A dinastia teve que pedir a paz. O Tratado de Shimonoseki, que pôs termo à guerra, foi assinado em Abril de 1895. A China era obrigada a ceder Taiwan, a península de Liaodong e o arquipélago das Ilhas Pescadores ao Japão “a perpetuidade”; além disso pagar uma indemnização de guerra de 200 milhões de taeles de prata e abrir quatro portos ao exterior.
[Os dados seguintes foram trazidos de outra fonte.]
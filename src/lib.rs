//! Magnetic-Stripe Flux Waveform Emulator
//!
//! Emulates the electromagnetic signal a magstripe reader head senses during
//! a swipe by driving an emulation coil through a standards-compliant F2F
//! (two-frequency, biphase) flux-transition sequence. Track data is encoded
//! with odd per-character parity and a trailing LRC check character, played
//! forward, and for the primary track followed by the time-reversed secondary
//! track to emulate an up-then-down swipe.
//!
//! # Features
//! - F2F/biphase bit modulation with a fixed 200 µs half-period clock
//! - Odd-parity character encoding plus running LRC accumulation
//! - Forward playback with 25-bit clock-lock preamble and trailer
//! - Packed reverse-track cache for the backward-swipe companion emission
//! - Low-power sleep/wake control loop with two-phase button debounce
//! - Authoring-time validation of the constant track table
//!
//! # Crate feature flags
//! - `simulator` (default): software hardware-double with a virtual
//!   microsecond clock and flux-transition capture (`hal::sim`)
//! - `export` (opt-out): WAV rendering of captured waveforms (enables the
//!   optional `hound` dep)
//!
//! # Quick start
//! ```
//! # #[cfg(feature = "simulator")]
//! # {
//! use magflux::hal::sim::SimHal;
//! use magflux::player::TrackPlayer;
//! use magflux::track::{TrackIndex, TrackStore};
//!
//! let store = TrackStore::validated().unwrap();
//! let mut hal = SimHal::new();
//! let mut player = TrackPlayer::new(store);
//! player.play_track(&mut hal, TrackIndex::Primary);
//! assert!(!hal.coil_transitions().is_empty());
//! # }
//! ```

#![warn(missing_docs)]

// Domain modules
pub mod decoder; // Reader-side bitstream verification
pub mod device; // Sleep/debounce/play main loop
pub mod encoder; // Character encoding, parity, LRC
pub mod flux; // F2F bit modulation
pub mod hal; // Platform pin/timer/power abstraction
pub mod player; // Playback session orchestration
pub mod power; // Low-power halt and wake sequencing
pub mod track; // Constant track table and formats

#[cfg(feature = "export")]
pub mod export; // Waveform rendering and WAV output

/// Error types for emulator operations
#[derive(thiserror::Error, Debug)]
pub enum FluxError {
    /// Constant track table failed authoring-time validation
    #[error("Track validation error: {0}")]
    InvalidTrack(String),

    /// Captured bitstream could not be decoded back into track characters
    #[error("Decode error: {0}")]
    Decode(String),

    /// IO error from filesystem
    #[error("IO error: {0}")]
    Io(#[from] std::io::Error),

    /// Error writing the rendered waveform
    #[error("Export error: {0}")]
    Export(String),

    /// Generic error
    #[error("{0}")]
    Other(String),
}

impl From<String> for FluxError {
    /// Converts a String into `FluxError::Other`.
    fn from(msg: String) -> Self {
        FluxError::Other(msg)
    }
}

impl From<&str> for FluxError {
    /// Converts a string slice into `FluxError::Other`.
    fn from(msg: &str) -> Self {
        FluxError::Other(msg.to_string())
    }
}

/// Result type for emulator operations
pub type Result<T> = std::result::Result<T, FluxError>;

// Public API exports
pub use decoder::{bits_from_transitions, decode_track, DecodedTrack};
pub use device::Device;
pub use encoder::{EncodedCharacter, Encoder};
pub use flux::Modulator;
pub use player::{PlaybackPhase, PlaybackState, ReverseTrackCache, TrackPlayer};
pub use power::PowerController;
pub use track::{TrackFormat, TrackIndex, TrackRecord, TrackStore};

#[cfg(feature = "export")]
pub use export::{export_to_wav, render_waveform, ExportConfig};
#[cfg(feature = "simulator")]
pub use hal::sim::{SimHal, SimHandle};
Rússia, França e Alemanha, defendendo seus próprios interesses, obrigaram o Japão a devolver a Península de Liaodong, pagando em troca outros 30 milhões de taeles de prata.

Antes de mencionar a segunda guerra chinesa‑japonesa, devo incluir outro episódio bélico de dupla transcendência histórica que teve lugar entre 1904 e 1905 e não pode ser omitido.
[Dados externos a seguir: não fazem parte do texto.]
#[cfg(not(all(feature = "simulator", feature = "export")))]
fn main() {
    eprintln!("The magflux CLI requires the \"simulator\" and \"export\" features.");
    eprintln!("Rebuild with default features to enable swipe simulation.");
}

#[cfg(all(feature = "simulator", feature = "export"))]
mod cli {
    use std::env;
    use std::fs::File;
    use std::process;

    use anyhow::{bail, Context, Result};

    use magflux::decoder::{bits_from_transitions, decode_track};
    use magflux::device::{Device, STARTUP_BLINKS};
    use magflux::export::{export_to_wav, ExportConfig};
    use magflux::flux::HALF_PERIOD_US;
    use magflux::hal::sim::SimHal;
    use magflux::track::{TrackFormat, TrackIndex, TrackStore};

    struct Args {
        swipes: u32,
        wav_path: Option<String>,
        json_path: Option<String>,
    }

    fn usage() -> ! {
        eprintln!("Usage: magflux [--swipes N] [--wav PATH] [--json PATH]");
        eprintln!();
        eprintln!("Simulates button presses against the built-in card and verifies");
        eprintln!("the emitted flux waveform by decoding it reader-side.");
        eprintln!();
        eprintln!("  --swipes N   number of simulated presses (default 2)");
        eprintln!("  --wav PATH   render the final swipe's waveform to a WAV file");
        eprintln!("  --json PATH  dump all captured pin events as JSON");
        process::exit(1);
    }

    fn parse_args() -> Result<Args> {
        let mut args = Args {
            swipes: 2,
            wav_path: None,
            json_path: None,
        };
        let mut iter = env::args().skip(1);
        while let Some(arg) = iter.next() {
            match arg.as_str() {
                "--swipes" => {
                    let value = iter.next().unwrap_or_else(|| usage());
                    args.swipes = value
                        .parse()
                        .with_context(|| format!("invalid swipe count {value:?}"))?;
                }
                "--wav" => args.wav_path = Some(iter.next().unwrap_or_else(|| usage())),
                "--json" => args.json_path = Some(iter.next().unwrap_or_else(|| usage())),
                "--help" | "-h" => usage(),
                other => {
                    eprintln!("Unknown argument: {other}");
                    usage();
                }
            }
        }
        if args.swipes == 0 {
            bail!("at least one swipe is required");
        }
        Ok(args)
    }

    fn verify_swipe(index: TrackIndex, bits: &[bool]) -> Result<()> {
        let format = match index {
            TrackIndex::Primary => TrackFormat::IATA,
            TrackIndex::Secondary => TrackFormat::ABA,
        };
        let decoded =
            decode_track(bits, format).with_context(|| format!("decoding forward {index}"))?;
        if !decoded.lrc_ok {
            bail!("LRC mismatch on {index}");
        }
        println!("    forward {index} ({}): {:?}", format.name(), decoded.text);

        if index == TrackIndex::Primary {
            // Everything after the forward track is gap + reversed
            // secondary + trailer; reading it backwards restores a normal
            // forward stream
            let mut rest: Vec<bool> = bits[decoded.bits_consumed..].to_vec();
            rest.reverse();
            let companion = decode_track(&rest, TrackFormat::ABA)
                .context("decoding reversed companion track")?;
            if !companion.lrc_ok {
                bail!("LRC mismatch on reversed companion track");
            }
            println!("    reversed companion (ABA): {:?}", companion.text);
        }
        Ok(())
    }

    pub fn run() -> Result<()> {
        let args = parse_args()?;

        let store = TrackStore::validated().context("compiled-in track table")?;
        let hal = SimHal::new();
        for _ in 0..args.swipes {
            hal.script_press(100);
        }

        let mut device = Device::new(hal.clone(), store);
        let mut played = Vec::new();
        for _ in 0..args.swipes {
            played.push(device.run_once());
        }

        let windows: Vec<_> = hal
            .enable_windows()
            .into_iter()
            .skip(STARTUP_BLINKS as usize)
            .collect();
        let transitions = hal.coil_transitions();

        println!(
            "Simulated {} swipe(s), {:.1} ms of virtual time",
            args.swipes,
            hal.now_us() as f64 / 1_000.0
        );

        let mut last_swipe = Vec::new();
        for (n, (&index, &(start, end))) in played.iter().zip(&windows).enumerate() {
            let swipe: Vec<u64> = transitions
                .iter()
                .copied()
                .filter(|&t| t >= start && t <= end)
                .map(|t| t - start)
                .collect();
            let bits = bits_from_transitions(&swipe, u64::from(HALF_PERIOD_US));
            println!(
                "  swipe {}: {index}, {} transitions, {} bits",
                n + 1,
                swipe.len(),
                bits.len()
            );
            verify_swipe(index, &bits)?;
            last_swipe = swipe;
        }

        if let Some(path) = &args.wav_path {
            export_to_wav(&last_swipe, ExportConfig::default(), path)
                .with_context(|| format!("writing {path}"))?;
            println!("Wrote final swipe waveform to {path}");
        }

        if let Some(path) = &args.json_path {
            let file = File::create(path).with_context(|| format!("creating {path}"))?;
            serde_json::to_writer_pretty(file, &hal.events())
                .with_context(|| format!("writing {path}"))?;
            println!("Wrote pin-event capture to {path}");
        }

        Ok(())
    }
}

#[cfg(all(feature = "simulator", feature = "export"))]
fn main() -> anyhow::Result<()> {
    cli::run()
}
Após a sua inserção na civilização armada e nas guerras pela partilha do mundo impostas por Ocidente, o Japão, que já tinha levado a cabo a primeira guerra contra a China antes referida, desenvolveu o seu poderio naval o suficiente como para assestar tão duro golpe ao império russo, que esteve a ponto de provocar prematuramente a revolução programada por Lenine ao criar em Minsk, dez anos antes, o Partido que posteriormente desataria a Revolução de Outubro.

Em 10 de Agosto de 1904, sem aviso prévio, o Japão atacou e destruiu em Shandong a Frota Russa do Pacífico. O Czar Nicolau II da Rússia, exaltado pelo ataque, ordenou mobilizar e zarpar rumo ao Extremo Oriente, a Frota do Báltico. Comboios de navios carvoeiros foram contratados para levar a tempo os carregamentos de que precisava a Frota enquanto navegava para o seu afastado destino. Uma das operações de traspasso de carvão foi preciso realizá-la no alto-mar por pressões diplomáticas.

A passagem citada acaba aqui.